**REQUIRED WORK**.
Set down every entry again, exactly as it appears.

[Collected data]
== Segment start ==

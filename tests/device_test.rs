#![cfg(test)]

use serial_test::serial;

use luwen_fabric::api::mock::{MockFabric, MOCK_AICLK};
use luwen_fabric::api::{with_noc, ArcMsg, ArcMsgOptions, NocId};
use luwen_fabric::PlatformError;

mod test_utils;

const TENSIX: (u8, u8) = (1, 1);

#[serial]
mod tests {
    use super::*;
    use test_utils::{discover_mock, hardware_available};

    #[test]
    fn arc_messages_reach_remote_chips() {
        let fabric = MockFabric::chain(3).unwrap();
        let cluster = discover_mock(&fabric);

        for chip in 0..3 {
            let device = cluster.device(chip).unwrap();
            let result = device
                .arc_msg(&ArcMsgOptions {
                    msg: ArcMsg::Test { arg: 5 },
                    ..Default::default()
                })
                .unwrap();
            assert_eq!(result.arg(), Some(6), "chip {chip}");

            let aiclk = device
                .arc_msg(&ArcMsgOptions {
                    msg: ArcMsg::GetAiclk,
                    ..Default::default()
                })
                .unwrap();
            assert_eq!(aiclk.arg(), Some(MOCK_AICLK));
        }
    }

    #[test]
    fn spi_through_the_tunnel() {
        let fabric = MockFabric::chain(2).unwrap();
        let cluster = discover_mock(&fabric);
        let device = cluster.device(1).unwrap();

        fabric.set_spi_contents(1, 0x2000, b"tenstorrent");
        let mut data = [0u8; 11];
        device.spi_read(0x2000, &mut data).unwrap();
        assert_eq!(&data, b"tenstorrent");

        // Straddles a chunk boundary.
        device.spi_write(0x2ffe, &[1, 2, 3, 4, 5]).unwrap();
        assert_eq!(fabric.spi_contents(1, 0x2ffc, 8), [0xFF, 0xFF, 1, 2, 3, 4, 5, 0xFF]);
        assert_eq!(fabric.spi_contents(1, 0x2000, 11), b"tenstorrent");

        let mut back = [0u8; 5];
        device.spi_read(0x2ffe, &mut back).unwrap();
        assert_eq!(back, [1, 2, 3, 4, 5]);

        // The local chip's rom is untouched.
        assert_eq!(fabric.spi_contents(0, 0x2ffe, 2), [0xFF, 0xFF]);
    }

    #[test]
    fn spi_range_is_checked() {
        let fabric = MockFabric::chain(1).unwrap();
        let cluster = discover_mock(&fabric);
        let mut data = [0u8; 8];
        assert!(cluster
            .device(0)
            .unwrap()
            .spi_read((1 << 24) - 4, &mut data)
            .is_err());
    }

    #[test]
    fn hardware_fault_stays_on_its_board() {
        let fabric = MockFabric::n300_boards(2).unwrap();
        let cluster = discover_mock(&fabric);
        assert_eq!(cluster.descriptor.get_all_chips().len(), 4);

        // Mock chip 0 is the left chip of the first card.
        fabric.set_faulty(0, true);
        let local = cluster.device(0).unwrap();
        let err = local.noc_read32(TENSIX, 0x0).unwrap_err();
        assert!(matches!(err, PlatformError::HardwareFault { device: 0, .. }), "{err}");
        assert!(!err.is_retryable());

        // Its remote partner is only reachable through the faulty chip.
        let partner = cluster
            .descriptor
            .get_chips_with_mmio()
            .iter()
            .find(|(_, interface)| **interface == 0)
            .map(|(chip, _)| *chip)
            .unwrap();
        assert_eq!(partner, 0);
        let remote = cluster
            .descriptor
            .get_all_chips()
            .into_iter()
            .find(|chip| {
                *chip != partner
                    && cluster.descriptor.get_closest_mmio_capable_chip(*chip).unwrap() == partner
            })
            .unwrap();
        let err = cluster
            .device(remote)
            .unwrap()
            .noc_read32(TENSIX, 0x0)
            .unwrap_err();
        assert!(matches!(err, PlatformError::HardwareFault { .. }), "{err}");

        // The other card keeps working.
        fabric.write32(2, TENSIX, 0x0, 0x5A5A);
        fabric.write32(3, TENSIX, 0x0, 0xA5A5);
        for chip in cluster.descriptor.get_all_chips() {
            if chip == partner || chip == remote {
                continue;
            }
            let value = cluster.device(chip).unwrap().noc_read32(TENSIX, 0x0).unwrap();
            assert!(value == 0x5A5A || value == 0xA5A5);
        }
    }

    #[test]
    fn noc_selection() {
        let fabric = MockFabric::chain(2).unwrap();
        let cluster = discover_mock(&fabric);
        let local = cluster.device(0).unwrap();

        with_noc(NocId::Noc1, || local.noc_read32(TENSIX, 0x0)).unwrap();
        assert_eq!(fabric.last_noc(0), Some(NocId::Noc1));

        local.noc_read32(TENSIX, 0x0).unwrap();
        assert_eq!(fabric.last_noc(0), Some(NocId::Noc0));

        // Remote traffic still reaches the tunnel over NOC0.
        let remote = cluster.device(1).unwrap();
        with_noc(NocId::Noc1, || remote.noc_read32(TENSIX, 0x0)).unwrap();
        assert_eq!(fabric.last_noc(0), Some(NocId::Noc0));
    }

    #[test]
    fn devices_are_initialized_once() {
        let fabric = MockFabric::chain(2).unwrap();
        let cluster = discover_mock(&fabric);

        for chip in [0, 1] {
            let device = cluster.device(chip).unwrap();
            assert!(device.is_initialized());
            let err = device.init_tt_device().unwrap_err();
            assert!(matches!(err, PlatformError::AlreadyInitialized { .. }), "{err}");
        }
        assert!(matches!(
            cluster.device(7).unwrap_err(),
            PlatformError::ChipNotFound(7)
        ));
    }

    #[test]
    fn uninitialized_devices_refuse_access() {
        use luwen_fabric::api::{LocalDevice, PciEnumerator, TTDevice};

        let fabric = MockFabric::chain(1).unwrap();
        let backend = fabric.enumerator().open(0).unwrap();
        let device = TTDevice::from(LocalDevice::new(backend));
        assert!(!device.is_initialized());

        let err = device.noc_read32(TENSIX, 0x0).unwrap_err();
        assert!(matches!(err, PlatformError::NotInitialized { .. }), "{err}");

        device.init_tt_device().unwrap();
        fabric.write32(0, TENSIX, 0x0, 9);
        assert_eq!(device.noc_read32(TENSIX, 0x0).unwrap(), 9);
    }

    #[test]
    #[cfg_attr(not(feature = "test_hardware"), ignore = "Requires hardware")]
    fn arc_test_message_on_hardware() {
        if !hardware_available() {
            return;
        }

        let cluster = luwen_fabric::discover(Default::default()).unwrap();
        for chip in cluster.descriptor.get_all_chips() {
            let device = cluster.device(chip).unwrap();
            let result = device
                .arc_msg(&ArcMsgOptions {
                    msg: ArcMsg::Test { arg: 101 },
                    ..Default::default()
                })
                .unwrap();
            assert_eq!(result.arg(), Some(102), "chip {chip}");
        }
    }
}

== Segment end ==

**REPLY**.
filename tests/device_test.rs
#![cfg(test)]

use serial_test::serial;

use luwen_fabric::api::mock::{MockFabric, MOCK_AICLK};
use luwen_fabric::api::{with_noc, ArcMsg, ArcMsgOptions, NocId};
use luwen_fabric::PlatformError;

mod test_utils;

const TENSIX: (u8, u8) = (1, 1);

#[serial]
mod tests {
    use super::*;
    use test_utils::{discover_mock, hardware_available};

    #[test]
    fn arc_messages_reach_remote_chips() {
        let fabric = MockFabric::chain(3).unwrap();
        let cluster = discover_mock(&fabric);

        for chip in 0..3 {
            let device = cluster.device(chip).unwrap();
            let result = device
                .arc_msg(&ArcMsgOptions {
                    msg: ArcMsg::Test { arg: 5 },
                    ..Default::default()
                })
                .unwrap();
            assert_eq!(result.arg(), Some(6), "chip {chip}");

            let aiclk = device
                .arc_msg(&ArcMsgOptions {
                    msg: ArcMsg::GetAiclk,
                    ..Default::default()
                })
                .unwrap();
            assert_eq!(aiclk.arg(), Some(MOCK_AICLK));
        }
    }

    #[test]
    fn spi_through_the_tunnel() {
        let fabric = MockFabric::chain(2).unwrap();
        let cluster = discover_mock(&fabric);
        let device = cluster.device(1).unwrap();

        fabric.set_spi_contents(1, 0x2000, b"tenstorrent");
        let mut data = [0u8; 11];
        device.spi_read(0x2000, &mut data).unwrap();
        assert_eq!(&data, b"tenstorrent");

        // Straddles a chunk boundary.
        device.spi_write(0x2ffe, &[1, 2, 3, 4, 5]).unwrap();
        assert_eq!(fabric.spi_contents(1, 0x2ffc, 8), [0xFF, 0xFF, 1, 2, 3, 4, 5, 0xFF]);
        assert_eq!(fabric.spi_contents(1, 0x2000, 11), b"tenstorrent");

        let mut back = [0u8; 5];
        device.spi_read(0x2ffe, &mut back).unwrap();
        assert_eq!(back, [1, 2, 3, 4, 5]);

        // The local chip's rom is untouched.
        assert_eq!(fabric.spi_contents(0, 0x2ffe, 2), [0xFF, 0xFF]);
    }

    #[test]
    fn spi_range_is_checked() {
        let fabric = MockFabric::chain(1).unwrap();
        let cluster = discover_mock(&fabric);
        let mut data = [0u8; 8];
        assert!(cluster
            .device(0)
            .unwrap()
            .spi_read((1 << 24) - 4, &mut data)
            .is_err());
    }

    #[test]
    fn hardware_fault_stays_on_its_board() {
        let fabric = MockFabric::n300_boards(2).unwrap();
        let cluster = discover_mock(&fabric);
        assert_eq!(cluster.descriptor.get_all_chips().len(), 4);

        // Mock chip 0 is the left chip of the first card.
        fabric.set_faulty(0, true);
        let local = cluster.device(0).unwrap();
        let err = local.noc_read32(TENSIX, 0x0).unwrap_err();
        assert!(matches!(err, PlatformError::HardwareFault { device: 0, .. }), "{err}");
        assert!(!err.is_retryable());

        // Its remote partner is only reachable through the faulty chip.
        let partner = cluster
            .descriptor
            .get_chips_with_mmio()
            .iter()
            .find(|(_, interface)| **interface == 0)
            .map(|(chip, _)| *chip)
            .unwrap();
        assert_eq!(partner, 0);
        let remote = cluster
            .descriptor
            .get_all_chips()
            .into_iter()
            .find(|chip| {
                *chip != partner
                    && cluster.descriptor.get_closest_mmio_capable_chip(*chip).unwrap() == partner
            })
            .unwrap();
        let err = cluster
            .device(remote)
            .unwrap()
            .noc_read32(TENSIX, 0x0)
            .unwrap_err();
        assert!(matches!(err, PlatformError::HardwareFault { .. }), "{err}");

        // The other card keeps working.
        fabric.write32(2, TENSIX, 0x0, 0x5A5A);
        fabric.write32(3, TENSIX, 0x0, 0xA5A5);
        for chip in cluster.descriptor.get_all_chips() {
            if chip == partner || chip == remote {
                continue;
            }
            let value = cluster.device(chip).unwrap().noc_read32(TENSIX, 0x0).unwrap();
            assert!(value == 0x5A5A || value == 0xA5A5);
        }
    }

    #[test]
    fn noc_selection() {
        let fabric = MockFabric::chain(2).unwrap();
        let cluster = discover_mock(&fabric);
        let local = cluster.device(0).unwrap();

        with_noc(NocId::Noc1, || local.noc_read32(TENSIX, 0x0)).unwrap();
        assert_eq!(fabric.last_noc(0), Some(NocId::Noc1));

        local.noc_read32(TENSIX, 0x0).unwrap();
        assert_eq!(fabric.last_noc(0), Some(NocId::Noc0));

        // Remote traffic still reaches the tunnel over NOC0.
        let remote = cluster.device(1).unwrap();
        with_noc(NocId::Noc1, || remote.noc_read32(TENSIX, 0x0)).unwrap();
        assert_eq!(fabric.last_noc(0), Some(NocId::Noc0));
    }

    #[test]
    fn devices_are_initialized_once() {
        let fabric = MockFabric::chain(2).unwrap();
        let cluster = discover_mock(&fabric);

        for chip in [0, 1] {
            let device = cluster.device(chip).unwrap();
            assert!(device.is_initialized());
            let err = device.init_tt_device().unwrap_err();
            assert!(matches!(err, PlatformError::AlreadyInitialized { .. }), "{err}");
        }
        assert!(matches!(
            cluster.device(7).unwrap_err(),
            PlatformError::ChipNotFound(7)
        ));
    }

    #[test]
    fn uninitialized_devices_refuse_access() {
        use luwen_fabric::api::{LocalDevice, PciEnumerator, TTDevice};

        let fabric = MockFabric::chain(1).unwrap();
        let backend = fabric.enumerator().open(0).unwrap();
        let device = TTDevice::from(LocalDevice::new(backend));
        assert!(!device.is_initialized());

        let err = device.noc_read32(TENSIX, 0x0).unwrap_err();
        assert!(matches!(err, PlatformError::NotInitialized { .. }), "{err}");

        device.init_tt_device().unwrap();
        fabric.write32(0, TENSIX, 0x0, 9);
        assert_eq!(device.noc_read32(TENSIX, 0x0).unwrap(), 9);
    }

    #[test]
    #[cfg_attr(not(feature = "test_hardware"), ignore = "Requires hardware")]
    fn arc_test_message_on_hardware() {
        if !hardware_available() {
            return;
        }

        let cluster = luwen_fabric::discover(Default::default()).unwrap();
        for chip in cluster.descriptor.get_all_chips() {
            let device = cluster.device(chip).unwrap();
            let result = device
                .arc_msg(&ArcMsgOptions {
                    msg: ArcMsg::Test { arg: 101 },
                    ..Default::default()
                })
                .unwrap();
            assert_eq!(result.arg(), Some(102), "chip {chip}");
        }
    }
}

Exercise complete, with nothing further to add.